DATASET.

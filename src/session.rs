//! Editor session
//!
//! Owns the committed and display buffers, the active [`Algorithm`],
//! and the [`Picker`], and routes pointer and keyboard events to them
//! by operate mode. Previews render onto the display buffer only;
//! commits write the committed buffer and mirror it into the display.
//! Drivers poll [`EditorSession::take_events`] for notifications.

use crate::algorithm::{Algorithm, AlgorithmKind, WorkState};
use crate::buffer::PixelBuffer;
use crate::color::Color;
use crate::picker::Picker;
use crate::point::{Point, RoundMode};
use crate::rect::Anchor;
use crate::transform::{move_whole, resize_by_handle};
use log::{debug, warn};
use std::mem;
use std::path::Path;

/// Distance within which a press grabs a resize handle
pub const PICK_TOLERANCE: f64 = 8.0;

/// Interaction style of the active tool
#[derive(Debug, Copy, Clone, PartialEq, Eq)]
pub enum OperateMode {
    /// Click vertices, close and commit with the secondary button
    Polygon,
    /// Drag a diagonal, commit on release
    Rectangle,
    /// Click a seed
    Fill,
    /// Drag handles of a loaded image, Enter commits, Escape cancels
    Image,
}

#[derive(Debug, Copy, Clone, PartialEq, Eq)]
pub enum PointerButton {
    Primary,
    Middle,
    Secondary,
}

/// Keys the session reacts to
#[derive(Debug, Copy, Clone, PartialEq, Eq)]
pub enum Key {
    Enter,
    Escape,
    ArrowLeft,
    ArrowRight,
    ArrowUp,
    ArrowDown,
}

/// Notifications for the driver, drained with
/// [`EditorSession::take_events`]
#[derive(Debug, Clone, PartialEq)]
pub enum SessionEvent {
    /// The algorithm entered or left the working state
    WorkingChanged(bool),
    /// The picker accepted a pixel
    PointPicked { point: Point, color: Color },
}

/// An in-flight image drag
#[derive(Debug, Copy, Clone)]
enum DragState {
    Handle { anchor: Anchor, start: Point },
    Move { start: Point },
}

fn kind_supports(kind: AlgorithmKind, mode: OperateMode) -> bool {
    match mode {
        OperateMode::Polygon | OperateMode::Rectangle => match kind {
            AlgorithmKind::Dda | AlgorithmKind::Bresenham => true,
            _ => false,
        },
        OperateMode::Fill => match kind {
            AlgorithmKind::FourNeighborFill
            | AlgorithmKind::EightNeighborFill
            | AlgorithmKind::ScanLineFill => true,
            _ => false,
        },
        OperateMode::Image => kind == AlgorithmKind::ImageTransform,
    }
}

fn default_kind(mode: OperateMode) -> AlgorithmKind {
    match mode {
        OperateMode::Polygon | OperateMode::Rectangle => AlgorithmKind::Dda,
        OperateMode::Fill => AlgorithmKind::FourNeighborFill,
        OperateMode::Image => AlgorithmKind::ImageTransform,
    }
}

/// An interactive editing surface
pub struct EditorSession {
    committed: PixelBuffer,
    display: PixelBuffer,
    background: Color,
    algorithm: Algorithm,
    mode: OperateMode,
    picker: Picker,
    events: Vec<SessionEvent>,
    border_color: Color,
    fill_color: Color,
    rect_anchor: Option<Point>,
    drag: Option<DragState>,
    picker_warned: bool,
}

impl EditorSession {
    /// New session over a canvas of the given pixel size, filled with
    /// the white background
    pub fn new(width: usize, height: usize) -> Self {
        let background = Color::white();
        let mut committed = PixelBuffer::new(width, height);
        committed.fill(background);
        let display = committed.clone();
        EditorSession {
            committed,
            display,
            background,
            algorithm: Algorithm::default(),
            mode: OperateMode::Polygon,
            picker: Picker::new(),
            events: Vec::new(),
            border_color: Color::black(),
            fill_color: Color::black(),
            rect_anchor: None,
            drag: None,
            picker_warned: false,
        }
    }
    /// The committed pixels
    pub fn buffer(&self) -> &PixelBuffer {
        &self.committed
    }
    /// What a driver should present: committed pixels plus any preview
    /// or overlay
    pub fn display(&self) -> &PixelBuffer {
        &self.display
    }
    pub fn algorithm(&self) -> &Algorithm {
        &self.algorithm
    }
    pub fn picker(&self) -> &Picker {
        &self.picker
    }
    pub fn mode(&self) -> OperateMode {
        self.mode
    }
    /// Drain pending notifications, oldest first
    pub fn take_events(&mut self) -> Vec<SessionEvent> {
        mem::replace(&mut self.events, Vec::new())
    }
    /// Swap in a fresh algorithm of the given kind. Session colors are
    /// reapplied; any preview is dropped.
    pub fn select_algorithm(&mut self, kind: AlgorithmKind) {
        self.algorithm = Algorithm::new(kind);
        self.algorithm.set_border_color(self.border_color);
        self.algorithm.set_fill_color(self.fill_color);
        if !kind_supports(kind, self.mode) {
            self.mode = match kind {
                AlgorithmKind::Dda | AlgorithmKind::Bresenham => OperateMode::Polygon,
                AlgorithmKind::FourNeighborFill
                | AlgorithmKind::EightNeighborFill
                | AlgorithmKind::ScanLineFill => OperateMode::Fill,
                AlgorithmKind::ImageTransform => OperateMode::Image,
            };
        }
        self.rect_anchor = None;
        self.drag = None;
        self.restore_display();
    }
    /// Switch the interaction style; swaps in that mode's default
    /// algorithm when the current one does not fit
    pub fn set_mode(&mut self, mode: OperateMode) {
        if !kind_supports(self.algorithm.kind(), mode) {
            self.select_algorithm(default_kind(mode));
        }
        self.mode = mode;
    }
    pub fn set_border_color(&mut self, color: Color) {
        self.border_color = color;
        self.algorithm.set_border_color(color);
    }
    pub fn set_fill_color(&mut self, color: Color) {
        self.fill_color = color;
        self.algorithm.set_fill_color(color);
    }
    pub fn set_round_mode(&mut self, mode: RoundMode) {
        self.algorithm.set_round_mode(mode);
    }
    /// Wipe both buffers back to the background color. Algorithm state
    /// is untouched.
    pub fn clear_canvas(&mut self) {
        self.committed.fill(self.background);
        self.display = self.committed.clone();
    }
    /// Save the committed pixels; the extension selects the format
    pub fn export<P: AsRef<Path>>(&self, filename: P) -> Result<(), std::io::Error> {
        crate::ppm::write_file(&self.committed, filename)
    }

    pub fn pointer_down(&mut self, p: Point, button: PointerButton) {
        if self.picker.visible() {
            return;
        }
        match self.mode {
            OperateMode::Rectangle => {
                if button == PointerButton::Primary {
                    self.rect_anchor = Some(p);
                }
            }
            OperateMode::Image => {
                if button == PointerButton::Primary {
                    self.image_down(p);
                }
            }
            _ => {}
        }
    }
    pub fn pointer_move(&mut self, p: Point) {
        if self.picker.visible() {
            self.picker_move(p);
            return;
        }
        match self.mode {
            OperateMode::Polygon => self.polygon_move(p),
            OperateMode::Rectangle => self.rectangle_move(p),
            OperateMode::Image => self.image_move(p),
            OperateMode::Fill => {}
        }
    }
    pub fn pointer_up(&mut self, p: Point, button: PointerButton) {
        if self.picker.visible() {
            self.picker_up(button);
            return;
        }
        match self.mode {
            OperateMode::Polygon => self.polygon_up(p, button),
            OperateMode::Rectangle => self.rectangle_up(),
            OperateMode::Fill => {
                if button == PointerButton::Primary {
                    self.fill_click(p);
                }
            }
            OperateMode::Image => self.image_up(),
        }
    }
    /// Pointer left the canvas; an image drag in flight is promoted as
    /// if released
    pub fn pointer_leave(&mut self) {
        if self.picker.visible() {
            return;
        }
        if self.mode == OperateMode::Image {
            self.image_up();
        }
    }
    pub fn key_down(&mut self, key: Key) {
        if self.picker.visible() {
            let bounds = self.committed.size();
            match key {
                Key::ArrowLeft => self.picker.nudge(-1.0, 0.0, bounds),
                Key::ArrowRight => self.picker.nudge(1.0, 0.0, bounds),
                Key::ArrowUp => self.picker.nudge(0.0, -1.0, bounds),
                Key::ArrowDown => self.picker.nudge(0.0, 1.0, bounds),
                _ => return,
            }
            self.replay_picker();
            return;
        }
        if self.mode == OperateMode::Image {
            match key {
                Key::Enter => self.image_commit(),
                Key::Escape => self.image_cancel(),
                _ => {}
            }
        }
    }

    /// Load a picture for placement. Switches to the image transform
    /// when another algorithm is active, centers the picture
    /// aspect-fit, and starts the placement interaction.
    pub fn load_image(&mut self, image: PixelBuffer) {
        if self.algorithm.kind() != AlgorithmKind::ImageTransform {
            self.select_algorithm(AlgorithmKind::ImageTransform);
        }
        self.mode = OperateMode::Image;
        self.algorithm.set_image(image, self.committed.size());
        self.start_work();
        self.image_preview();
    }
    /// Show or hide the picker; hiding restores the plain committed
    /// view. Returns the new visibility.
    pub fn toggle_picker(&mut self) -> bool {
        let shown = self.picker.toggle();
        if shown {
            if self.algorithm.working() && !self.picker_warned {
                warn!("picker reads committed pixels; the preview in flight is not sampled");
                self.picker_warned = true;
            }
        } else {
            self.restore_display();
        }
        shown
    }

    fn emit_work(&mut self, state: WorkState) {
        self.events.push(SessionEvent::WorkingChanged(state.is_working()));
    }
    fn start_work(&mut self) {
        let state = self.algorithm.start_work();
        self.emit_work(state);
    }
    fn stop_work(&mut self) {
        let state = self.algorithm.stop_work();
        self.emit_work(state);
    }
    /// Render the algorithm onto the committed pixels and mirror the
    /// result into the display buffer
    fn commit(&mut self) {
        self.committed = self.algorithm.update_image_data(self.committed.clone());
        self.display = self.committed.clone();
    }
    /// Render the algorithm onto a copy of the committed pixels,
    /// display only
    fn preview(&mut self) {
        self.display = self.algorithm.update_image_data(self.committed.clone());
    }
    fn restore_display(&mut self) {
        self.display = self.committed.clone();
    }

    fn polygon_up(&mut self, p: Point, button: PointerButton) {
        match button {
            PointerButton::Primary => {
                // TODO close the polygon automatically when a click
                // lands within a few pixels of the first vertex
                if !self.algorithm.working() {
                    self.start_work();
                }
                self.algorithm.add_point(p);
            }
            PointerButton::Secondary => {
                if self.algorithm.working() {
                    self.stop_work();
                    self.commit();
                    self.algorithm.reset();
                }
            }
            PointerButton::Middle => {}
        }
    }
    fn polygon_move(&mut self, p: Point) {
        if !self.algorithm.working() {
            return;
        }
        self.algorithm.add_point(p);
        self.preview();
        self.algorithm.pop_point();
    }

    fn rectangle_move(&mut self, p: Point) {
        let anchor = match self.rect_anchor {
            Some(a) => a,
            None => return,
        };
        self.algorithm.reset();
        self.algorithm.add_point(anchor);
        self.algorithm.add_point(Point::new(p.x, anchor.y));
        self.algorithm.add_point(p);
        self.algorithm.add_point(Point::new(anchor.x, p.y));
        // idle vertices close themselves, so the preview is the full
        // outline
        self.preview();
    }
    fn rectangle_up(&mut self) {
        if self.rect_anchor.take().is_some() {
            self.commit();
            self.algorithm.reset();
        }
    }

    fn fill_click(&mut self, p: Point) {
        self.start_work();
        self.algorithm.set_seed(p);
        self.stop_work();
        self.commit();
    }

    fn image_down(&mut self, p: Point) {
        if !self.algorithm.working() {
            return;
        }
        let applied = match self.algorithm.image_state().and_then(|st| st.applied_rect()) {
            Some(r) => r.standardize(),
            None => return,
        };
        if let Some(anchor) = applied.detect_handle(p, PICK_TOLERANCE) {
            self.drag = Some(DragState::Handle { anchor, start: p });
        } else if applied.contains(p) {
            self.drag = Some(DragState::Move { start: p });
        }
    }
    fn image_move(&mut self, p: Point) {
        if !self.algorithm.working() {
            return;
        }
        if let Some(drag) = self.drag {
            let applied = match self.algorithm.image_state().and_then(|st| st.applied_rect()) {
                Some(r) => r.standardize(),
                None => return,
            };
            let rect = match drag {
                DragState::Handle { anchor, start } => {
                    resize_by_handle(anchor, start - p, applied)
                }
                DragState::Move { start } => move_whole(start - p, applied),
            };
            self.algorithm.set_image_rect(rect);
        }
        self.image_preview();
    }
    fn image_up(&mut self) {
        if self.drag.take().is_some() {
            self.algorithm.apply_image_rect();
        }
    }
    fn image_preview(&mut self) {
        self.preview();
        self.algorithm.draw_stretched_border(&mut self.display);
    }
    fn image_commit(&mut self) {
        if !self.algorithm.working() {
            return;
        }
        self.algorithm.apply_image_rect();
        self.stop_work();
        self.commit();
        self.algorithm.reset();
    }
    fn image_cancel(&mut self) {
        if !self.algorithm.working() {
            return;
        }
        self.stop_work();
        self.algorithm.reset();
        self.restore_display();
    }

    fn picker_move(&mut self, p: Point) {
        self.picker.set_point(p, self.committed.size());
        self.replay_picker();
    }
    fn picker_up(&mut self, button: PointerButton) {
        if button == PointerButton::Primary {
            if let Some((point, color)) = self.picker.sample(&self.committed) {
                debug!("picked {} at ({}, {})", color, point.x, point.y);
                self.events.push(SessionEvent::PointPicked { point, color });
            }
        }
        self.picker.hide();
        self.restore_display();
    }
    fn replay_picker(&mut self) {
        self.display = self.committed.clone();
        self.picker.draw_overlay(&mut self.display);
    }
}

TASK REQUIREMENTS.
Using the records above, gather all lines where the string "RoundMode" is present.

SOLUTION FOR THIS TASK.
use crate::point::{Point, RoundMode};
    pub fn set_round_mode(&mut self, mode: RoundMode) {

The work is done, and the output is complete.